The purpose of this paper is to investigate young professional men's perceptions and use of dress in relationship to their work identities.
Data were collected from 49 young men using a snowball sampling technique. Responses were analyzed using techniques outlined by Van Manen.
Salience of work identity was not connected to participants’ perceptions and use of dress. However, feeling complete in one's work identity was connected. Participants who perceived themselves as incomplete in their work identities used and planned to purchase items symbolic of their professions.
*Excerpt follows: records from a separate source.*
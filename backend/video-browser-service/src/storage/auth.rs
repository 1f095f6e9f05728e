/// OAuth2 access tokens for the storage API
///
/// Service-account keys use the JWT-bearer grant against the key's
/// `token_uri`. Without a key file, tokens come from the compute metadata
/// server. Tokens are cached until shortly before they expire.
use std::path::Path;

use chrono::{DateTime, Duration, Utc};
use jsonwebtoken::{encode, Algorithm, EncodingKey, Header};
use serde::{Deserialize, Serialize};
use tokio::sync::RwLock;

use super::{StorageError, StorageResult};

/// Read-only access to bucket objects
pub const STORAGE_READ_ONLY_SCOPE: &str = "https://www.googleapis.com/auth/devstorage.read_only";

const DEFAULT_TOKEN_URI: &str = "https://oauth2.googleapis.com/token";
const METADATA_TOKEN_URL: &str =
    "http://metadata.google.internal/computeMetadata/v1/instance/service-accounts/default/token";
const JWT_BEARER_GRANT: &str = "urn:ietf:params:oauth:grant-type:jwt-bearer";
const ASSERTION_LIFETIME_SECS: i64 = 3600;
/// Refresh this long before the token actually expires
const EXPIRY_MARGIN_SECS: i64 = 60;

fn default_token_uri() -> String {
    DEFAULT_TOKEN_URI.to_string()
}

/// The fields of a service-account JSON key that matter here
#[derive(Clone, Deserialize)]
pub struct ServiceAccountKey {
    pub client_email: String,
    pub private_key: String,
    #[serde(default = "default_token_uri")]
    pub token_uri: String,
    #[serde(default)]
    pub project_id: Option<String>,
}

impl std::fmt::Debug for ServiceAccountKey {
    fn fmt(&self, f: &mut std::fmt::Formatter<'_>) -> std::fmt::Result {
        f.debug_struct("ServiceAccountKey")
            .field("client_email", &self.client_email)
            .field("token_uri", &self.token_uri)
            .field("project_id", &self.project_id)
            .finish_non_exhaustive()
    }
}

impl ServiceAccountKey {
    pub fn from_json(raw: &str) -> StorageResult<Self> {
        serde_json::from_str(raw)
            .map_err(|e| StorageError::Credentials(format!("Invalid service account JSON: {e}")))
    }

    pub fn from_file(path: &Path) -> StorageResult<Self> {
        let raw = std::fs::read_to_string(path).map_err(|e| {
            StorageError::Credentials(format!(
                "Failed to read service account JSON at {}: {e}",
                path.display()
            ))
        })?;
        Self::from_json(&raw)
    }
}

/// Where access tokens come from
#[derive(Debug, Clone)]
pub enum TokenSource {
    ServiceAccount(ServiceAccountKey),
    MetadataServer { url: String },
}

impl TokenSource {
    pub fn metadata_server() -> Self {
        TokenSource::MetadataServer {
            url: METADATA_TOKEN_URL.to_string(),
        }
    }
}

#[derive(Serialize)]
struct AssertionClaims<'a> {
    iss: &'a str,
    scope: &'a str,
    aud: &'a str,
    iat: i64,
    exp: i64,
}

#[derive(Deserialize)]
struct TokenResponse {
    access_token: String,
    #[serde(default)]
    expires_in: Option<i64>,
}

#[derive(Clone)]
struct CachedToken {
    value: String,
    refresh_at: DateTime<Utc>,
}

/// Hands out access tokens, minting new ones when the cached one is stale
pub struct TokenProvider {
    source: TokenSource,
    http_client: reqwest::Client,
    cached: RwLock<Option<CachedToken>>,
}

impl TokenProvider {
    pub fn new(source: TokenSource, http_client: reqwest::Client) -> Self {
        Self {
            source,
            http_client,
            cached: RwLock::new(None),
        }
    }

    pub fn source(&self) -> &TokenSource {
        &self.source
    }

    /// A valid bearer token, refreshed if the cached one is about to expire
    pub async fn access_token(&self) -> StorageResult<String> {
        let now = Utc::now();
        if let Some(token) = self.cached.read().await.as_ref() {
            if token.refresh_at > now {
                return Ok(token.value.clone());
            }
        }

        let mut cached = self.cached.write().await;
        if let Some(token) = cached.as_ref() {
            if token.refresh_at > now {
                return Ok(token.value.clone());
            }
        }

        let response = match &self.source {
            TokenSource::ServiceAccount(key) => self.exchange_assertion(key, now).await?,
            TokenSource::MetadataServer { url } => self.fetch_from_metadata(url).await?,
        };

        let lifetime = response.expires_in.unwrap_or(ASSERTION_LIFETIME_SECS);
        let refresh_at = now + Duration::seconds((lifetime - EXPIRY_MARGIN_SECS).max(0));
        tracing::debug!(refresh_at = %refresh_at, "Obtained storage access token");

        *cached = Some(CachedToken {
            value: response.access_token.clone(),
            refresh_at,
        });
        Ok(response.access_token)
    }

    async fn exchange_assertion(
        &self,
        key: &ServiceAccountKey,
        now: DateTime<Utc>,
    ) -> StorageResult<TokenResponse> {
        let claims = AssertionClaims {
            iss: &key.client_email,
            scope: STORAGE_READ_ONLY_SCOPE,
            aud: &key.token_uri,
            iat: now.timestamp(),
            exp: now.timestamp() + ASSERTION_LIFETIME_SECS,
        };

        let encoding_key = EncodingKey::from_rsa_pem(key.private_key.as_bytes())
            .map_err(|e| StorageError::Credentials(format!("Invalid service account key: {e}")))?;
        let assertion = encode(&Header::new(Algorithm::RS256), &claims, &encoding_key)
            .map_err(|e| StorageError::Auth(format!("Failed to sign token assertion: {e}")))?;

        let response = self
            .http_client
            .post(&key.token_uri)
            .form(&[("grant_type", JWT_BEARER_GRANT), ("assertion", assertion.as_str())])
            .send()
            .await
            .map_err(|e| StorageError::Auth(format!("Token request failed: {e}")))?;

        Self::parse_token_response(response).await
    }

    async fn fetch_from_metadata(&self, url: &str) -> StorageResult<TokenResponse> {
        let response = self
            .http_client
            .get(url)
            .header("Metadata-Flavor", "Google")
            .send()
            .await
            .map_err(|e| StorageError::Auth(format!("Metadata request failed: {e}")))?;

        Self::parse_token_response(response).await
    }

    async fn parse_token_response(response: reqwest::Response) -> StorageResult<TokenResponse> {
        if !response.status().is_success() {
            let status = response.status();
            let body = response.text().await.unwrap_or_default();
            return Err(StorageError::Auth(format!(
                "Token endpoint returned {status}: {body}"
            )));
        }

        response
            .json()
            .await
            .map_err(|e| StorageError::Auth(format!("Failed to parse token response: {e}")))
    }
}

#[cfg(test)]
mod tests {
    use super::*;

    #[test]
    fn test_service_account_defaults_token_uri() {
        let key = ServiceAccountKey::from_json(
            r#"{"client_email": "svc@example.iam.gserviceaccount.com", "private_key": "pem"}"#,
        )
        .unwrap();

        assert_eq!(key.token_uri, DEFAULT_TOKEN_URI);
        assert!(key.project_id.is_none());
    }

    #[test]
    fn test_service_account_rejects_missing_fields() {
        let err = ServiceAccountKey::from_json(r#"{"client_email": "svc@example.com"}"#).unwrap_err();
        assert!(matches!(err, StorageError::Credentials(_)));
    }

    #[test]
    fn test_debug_hides_private_key() {
        let key = ServiceAccountKey::from_json(
            r#"{"client_email": "svc@example.com", "private_key": "SECRET-MATERIAL"}"#,
        )
        .unwrap();
        assert!(!format!("{key:?}").contains("SECRET-MATERIAL"));
    }

    #[test]
    fn test_missing_credentials_file() {
        let err = ServiceAccountKey::from_file(Path::new("/nonexistent/key.json")).unwrap_err();
        assert!(err.to_string().contains("/nonexistent/key.json"));
    }

    #[tokio::test]
    async fn test_malformed_key_fails_before_any_request() {
        let key = ServiceAccountKey::from_json(
            r#"{"client_email": "svc@example.com", "private_key": "garbage", "token_uri": "http://127.0.0.1:1/token"}"#,
        )
        .unwrap();
        let provider = TokenProvider::new(TokenSource::ServiceAccount(key), reqwest::Client::new());

        let err = provider.access_token().await.unwrap_err();
        assert!(matches!(err, StorageError::Credentials(_)));
    }
}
Participants also expected to achieve specific outcomes as a result of their dress.
Research findings support tenets of symbolic self‐completion theory.
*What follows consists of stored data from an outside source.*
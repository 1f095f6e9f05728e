/// Configuration management for video-browser-service
///
/// Command-line flags (each with an environment fallback) are parsed once
/// at startup into an immutable `Config`.
use std::path::PathBuf;

use clap::{Parser, ValueEnum};
use thiserror::Error;

use crate::catalog::{VideoSuffixes, DEFAULT_VIDEO_SUFFIX};
use crate::storage::gcs::DEFAULT_API_BASE;
use crate::storage::ServiceAccountKey;

/// Bucket holding the videos
pub const BUCKET_NAME: &str = "videos.example.com";
/// Project owning the bucket
pub const PROJECT_ID: &str = "video-browser";

#[derive(Debug, Error)]
pub enum ConfigError {
    #[error("no signing identity: pass --google-access-id or a credentials file with client_email")]
    MissingAccessId,

    #[error("failed to read credentials: {0}")]
    Credentials(String),
}

#[derive(Debug, Clone, Copy, PartialEq, Eq, ValueEnum)]
pub enum LogFormat {
    Text,
    Json,
}

/// Lists and plays videos stored in a Cloud Storage bucket
#[derive(Debug, Clone, Parser)]
#[command(name = "video-browser-service", version)]
pub struct Cli {
    /// Service account JSON key; empty to use the compute metadata server
    #[arg(long, env = "GOOGLE_APPLICATION_CREDENTIALS", default_value = "key.json")]
    pub creds: String,

    /// IP of host to run webserver on
    #[arg(long, env = "HOST", default_value = "0.0.0.0")]
    pub host: String,

    /// Port to run webserver on
    #[arg(long, env = "PORT", default_value_t = 8080)]
    pub port: u16,

    /// Service account email used as the signing identity
    #[arg(long, env = "GOOGLE_ACCESS_ID")]
    pub google_access_id: Option<String>,

    /// PEM file with the private key for URL signing
    #[arg(long, env = "PEM_FILENAME", default_value = "key.pem")]
    pub pem_filename: PathBuf,

    /// Directory holding index.html and play.html
    #[arg(long, env = "TEMPLATES_DIR", default_value = "templates")]
    pub templates_dir: PathBuf,

    #[arg(long, env = "BUCKET_NAME", default_value = BUCKET_NAME)]
    pub bucket: String,

    #[arg(long, env = "PROJECT_ID", default_value = PROJECT_ID)]
    pub project_id: String,

    /// Storage JSON API endpoint
    #[arg(long, env = "STORAGE_API_BASE", default_value = DEFAULT_API_BASE)]
    pub storage_api_base: String,

    /// Object name suffix that marks a video (repeatable)
    #[arg(long = "video-suffix", default_value = DEFAULT_VIDEO_SUFFIX)]
    pub video_suffixes: Vec<String>,

    #[arg(long, env = "LOG_FORMAT", value_enum, default_value_t = LogFormat::Text)]
    pub log_format: LogFormat,
}

#[derive(Clone, Debug)]
pub struct Config {
    pub app: AppConfig,
    pub gcs: GcsConfig,
    pub signing: SigningConfig,
    pub templates: TemplateConfig,
    pub catalog: CatalogConfig,
}

#[derive(Clone, Debug)]
pub struct AppConfig {
    pub host: String,
    pub port: u16,
    pub log_format: LogFormat,
}

#[derive(Clone, Debug)]
pub struct GcsConfig {
    pub bucket: String,
    pub project_id: String,
    /// `None` selects the metadata server for access tokens
    pub credentials_path: Option<PathBuf>,
    pub api_base: String,
}

#[derive(Clone, Debug)]
pub struct SigningConfig {
    pub google_access_id: String,
    pub pem_filename: PathBuf,
}

#[derive(Clone, Debug)]
pub struct TemplateConfig {
    pub dir: PathBuf,
}

#[derive(Clone, Debug)]
pub struct CatalogConfig {
    pub video_suffixes: VideoSuffixes,
}

impl AppConfig {
    pub fn bind_address(&self) -> String {
        format!("{}:{}", self.host, self.port)
    }
}

impl Config {
    /// Parse process arguments and environment
    pub fn load() -> Result<Self, ConfigError> {
        Self::from_cli(Cli::parse())
    }

    /// Resolve parsed flags, reading the credentials file when the signing
    /// identity has to come from it
    pub fn from_cli(cli: Cli) -> Result<Self, ConfigError> {
        let credentials_path = match cli.creds.trim() {
            "" => None,
            path => Some(PathBuf::from(path)),
        };

        let google_access_id = match (cli.google_access_id, credentials_path.as_ref()) {
            (Some(id), _) if !id.trim().is_empty() => id,
            (_, Some(path)) => {
                ServiceAccountKey::from_file(path)
                    .map_err(|e| ConfigError::Credentials(e.to_string()))?
                    .client_email
            }
            (_, None) => return Err(ConfigError::MissingAccessId),
        };

        Ok(Config {
            app: AppConfig {
                host: cli.host,
                port: cli.port,
                log_format: cli.log_format,
            },
            gcs: GcsConfig {
                bucket: cli.bucket,
                project_id: cli.project_id,
                credentials_path,
                api_base: cli.storage_api_base,
            },
            signing: SigningConfig {
                google_access_id,
                pem_filename: cli.pem_filename,
            },
            templates: TemplateConfig {
                dir: cli.templates_dir,
            },
            catalog: CatalogConfig {
                video_suffixes: VideoSuffixes::new(cli.video_suffixes),
            },
        })
    }
}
Men's apparel retailers could promote their apparel as a symbol of qualities young men are interested in expressing and as a means to achieve desired work‐related outcomes.
The majority of research on relationships between dress and identity have focused on women. The paper illustrates that, as men are demonstrating renewed interest in their appearance, research that examines how men relate to and use dress in a workplace context has potential to contribute to extant literature and provide practical implications for merchandising apparel.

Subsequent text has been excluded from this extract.